Vertex AI
Vertex AI Extensions
Vertex AI Extensions are API endpoints your GenAI applications can use to import data not within the model. Extensions often wrap another API.
An example is the Code Extension, which lets you execute code in your GenAI workflow.
Since each VAC running has its own API endpoints, they are candidates for becoming Vertex AI Extensions to be called from other VACs or other GenAI applications not running upon Multivac Cloud. Vertex AI Extensions have different authentication options ranging from free to an API key or OAuth2.
The VertexAIExtensions
class provides methods for executing, creating and deploying Vertex AI extensions.
Set extensions
within your vacConfig
to use specific extensions in your VAC:
my_extension_powered_vac:
llm: vertex
model: gemini-1.5-pro-001
agent: vertex-genai
extensions:
- operation_id: post_edmonbrain_invoke
vac: edmonbrain # optional - if extension is calling a vac then this is used to determine the URL for the extension
extension_display_name: 'Edmonbrain Database' # specify this or extension_id
#extension_id: 123123123
operation_params: # helps get_extension_content() to know what schema will send in data and how to parse it out its reply
output:
answer: "output.content" # which key to use for question
metadata: "output.metadata" # which key to use for metadata
input:
question: "" # Placeholder for the question parameter
chat_history: [] # Optional chat history
# other input parameters as needed by your extension
animal: ""
You could then fetch data from the Vertex AI Extension from within your app using the helper function get_extension_content()

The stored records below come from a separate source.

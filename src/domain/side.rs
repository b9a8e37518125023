//! Strategy side (buy or sell) and its persistence keys.

use std::fmt;
use std::str::FromStr;

#[derive(Debug, Clone, Copy, PartialEq, Eq, Hash)]
pub enum Side {
    Buy,
    Sell,
}

impl Side {
    pub const ALL: [Side; 2] = [Side::Buy, Side::Sell];

    pub fn as_str(self) -> &'static str {
        match self {
            Side::Buy => "buy",
            Side::Sell => "sell",
        }
    }

    /// Store key holding the JSON parameter array.
    pub fn params_key(self) -> &'static str {
        self.as_str()
    }

    /// Store key holding the expression string.
    pub fn expression_key(self) -> &'static str {
        match self {
            Side::Buy => "buy_exp",
            Side::Sell => "sell_exp",
        }
    }
}

impl fmt::Display for Side {
    fn fmt(&self, f: &mut fmt::Formatter<'_>) -> fmt::Result {
        f.write_str(self.as_str())
    }
}

impl FromStr for Side {
    type Err = String;

    fn from_str(s: &str) -> Result<Self, Self::Err> {
        match s {
            "buy" => Ok(Side::Buy),
            "sell" => Ok(Side::Sell),
            _ => Err(format!("unknown side '{s}' (expected buy, sell)")),
        }
    }
}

from sunholo.vertex import get_extension_content
from sunholo.utils import ConfigManager
config = ConfigManager('my_extension_powered_vac')

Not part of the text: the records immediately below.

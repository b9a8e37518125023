//! Domain error types.

/// A parse error with position information for expression parsing.
#[derive(Debug, Clone, PartialEq, thiserror::Error)]
#[error("parse error at position {position}: {message}")]
pub struct ParseError {
    pub message: String,
    pub position: usize,
}

impl ParseError {
    /// Format the error with a caret pointing at the error position in the input.
    pub fn display_with_context(&self, input: &str) -> String {
        let caret = " ".repeat(self.position) + "^";
        format!(
            "{input}\n{caret}\n{err}",
            input = input,
            caret = caret,
            err = self
        )
    }
}

/// Top-level error type for stratbuilder.
#[derive(Debug, thiserror::Error)]
pub enum StratError {
    #[error("config parse error in {file}: {reason}")]
    ConfigParse { file: String, reason: String },

    #[error("missing config key [{section}] {key}")]
    ConfigMissing { section: String, key: String },

    #[error("invalid config value [{section}] {key}: {reason}")]
    ConfigInvalid {
        section: String,
        key: String,
        reason: String,
    },

    #[error("store error: {reason}")]
    Store { reason: String },

    #[error("store query error: {reason}")]
    StoreQuery { reason: String },

    #[error(transparent)]
    ExpressionParse(#[from] ParseError),

    #[error("serialization error: {0}")]
    Serialize(#[from] serde_json::Error),

    #[error(transparent)]
    Io(#[from] std::io::Error),
}

impl From<&StratError> for std::process::ExitCode {
    fn from(err: &StratError) -> Self {
        let code: u8 = match err {
            StratError::Io(_) => 1,
            StratError::ConfigParse { .. }
            | StratError::ConfigMissing { .. }
            | StratError::ConfigInvalid { .. } => 2,
            StratError::Store { .. } | StratError::StoreQuery { .. } => 3,
            StratError::ExpressionParse(_) => 4,
            StratError::Serialize(_) => 5,
        };
        std::process::ExitCode::from(code)
    }
}
//! Configuration access port trait.

pub trait ConfigPort {
    fn get_string(&self, section: &str, key: &str) -> Option<String>;
    fn get_int(&self, section: &str, key: &str, default: i64) -> i64;

    /// All section names, sorted.
    fn sections(&self) -> Vec<String>;

    /// All keys in `section`, sorted. Empty when the section does not exist.
    fn keys(&self, section: &str) -> Vec<String>;
}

question = "What is in my database that talks about kittens?")
# maybe other params your extension handles i.e. 'animal'
extension_content = get_extension_content(question, config=config, animal="cat")
VertexAIExtensions()
The underlying VertexAIExtensions() class has methods to aid creating extensions and executing them. See its documentation for more information.
Vertex AI Search
Formally called Enterprise Search and AI Search and Conversation, this is a data store chunk version.

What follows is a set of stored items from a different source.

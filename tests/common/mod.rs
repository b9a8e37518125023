#![allow(dead_code)]

use std::io::Write;
use std::path::Path;

use stratbuilder::domain::builder::Edit;
use stratbuilder::domain::condition::{CompareTo, StrategySide, Trend};

pub fn write_temp_ini(content: &str) -> tempfile::NamedTempFile {
    let mut file = tempfile::NamedTempFile::new().unwrap();
    file.write_all(content.as_bytes()).unwrap();
    file.flush().unwrap();
    file
}

/// Strategy file storing into a JSON file at `store_path`.
pub fn strategy_ini(store_path: &Path) -> String {
    format!(
        r#"
[store]
backend = json
path = {}

[backtest]
ticker = AAPL
days = 120

[buy.1.1]
kind = Sma
timeperiod = 14

[buy.1.2]
kind = Rsi
timeperiod = 7
trend = below

[buy.2.1]
kind = Rsi
timeperiod = 14
compare_to = constant
compare_value = 30
trend = crossed_above

[sell.1.1]
kind = Macd
slowperiod = 26
fastperiod = 12
signalperiod = 9
trend = crossed_below

[sell.2.1]
kind =
"#,
        store_path.display()
    )
}

pub fn set_kind(group: usize, entry: usize, kind: &str) -> Edit {
    Edit::SetKind {
        group,
        entry,
        kind: kind.to_string(),
    }
}

pub fn set_param(group: usize, entry: usize, key: &str, raw: &str) -> Edit {
    Edit::SetParam {
        group,
        entry,
        key: key.to_string(),
        raw: raw.to_string(),
    }
}

pub fn set_trend(group: usize, entry: usize, trend: Trend) -> Edit {
    Edit::SetTrend {
        group,
        entry,
        trend,
    }
}

pub fn constant(group: usize, entry: usize, value: f64) -> Vec<Edit> {
    vec![
        Edit::SetCompareTo {
            group,
            entry,
            compare_to: CompareTo::Constant,
        },
        Edit::SetCompareValue {
            group,
            entry,
            value,
        },
    ]
}

pub fn replay(edits: &[Edit]) -> StrategySide {
    edits
        .iter()
        .fold(StrategySide::new(), |state, edit| state.apply(edit))
}
//! Port traits the domain depends on.

pub mod config_port;
pub mod store_port;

Set vectorstore: vertex_ai_search
to use in your application
memory:
- discovery_engine_vertex_ai_search:
vectorstore: vertex_ai_search # or 'discovery_engine'
LlamaIndex on Vertex AI
To use Llama Index on Vertex AI, set it as a memory
within your vacConfig
file.
Set vectorstore: llamaindex
memory:
- llamaindex-native:
vectorstore: llamaindex
rag_id: 4611686018427387904
Calling Vertex AI Search and LlamaIndex
First add vectorstore: llamaindex
and/or vectorstore: vertex_ai_search
to your vacConfig
file:
kind: vacConfig
apiVersion: v1
vac:
personal_llama:
llm: vertex
model: gemini-1.5-pro-preview-0514
agent: vertex-genai
display_name: Gemini with grounding via LlamaIndex and Vertex AI Search
memory:
- llamaindex-native:
vectorstore: llamaindex
rag_id: 4611686018427387904 # created via cli beforehand
- discovery_engine_vertex_ai_search:
vectorstore: vertex_ai_search # or discovery_engine
Then you can call those memory types (vertex_ai_search
or llamaindex
) in your Vertex GenAI apps like this:
from sunholo.vertex import init_vertex, get_vertex_memories, vertex_safety
from sunholo.utils import ConfigManager
from vertexai.preview.generative_models import GenerativeModel, Tool
vac_name = "must_match_your_vacConfig"
# will init vertex client
init_vertex()
# get_vertex_memories() will look in your vacConfig for vertex-ai-search and llamaindex vectorstores
# Fetches a Vertex AI Search chunked memory (Discovery Engine)
# also fetches a LlamaIndex chunked memory (LlamaIndexc on Vertex)
config = ConfigManager(vac_name)
corpus_tools = get_vertex_memories(config)
# load model from config
model = config.vacConfig("model")
# use vertex Generative model with your tools
rag_model = GenerativeModel(
model_name=model or "gemini-1.5-flash-001",
tools=corpus_tools,
)
# call the model
response = rag_model.generate_content(contents,
safety_settings=vertex_safety(),
stream=True)
for chunk in response:
print(chunk)
There is also a class for working with Vertex Corpus, which can be accessed via the CLI or in python code:
sunholo llamaindex -h
usage: sunholo llamaindex [-h] {create,delete,fetch,find,list} ...
positional arguments:
{create,delete,fetch,find,list}
LlamaIndex subcommands
create Create a new corpus
delete Delete a corpus
fetch Fetch a corpus
find Find a corpus
list List all corpus
optional arguments:
-h, --help show this help message and exit
Calling Vertex AI Search via Langchain
The above example used the vertex
python library, but you can use Vertex AI Search from any python script.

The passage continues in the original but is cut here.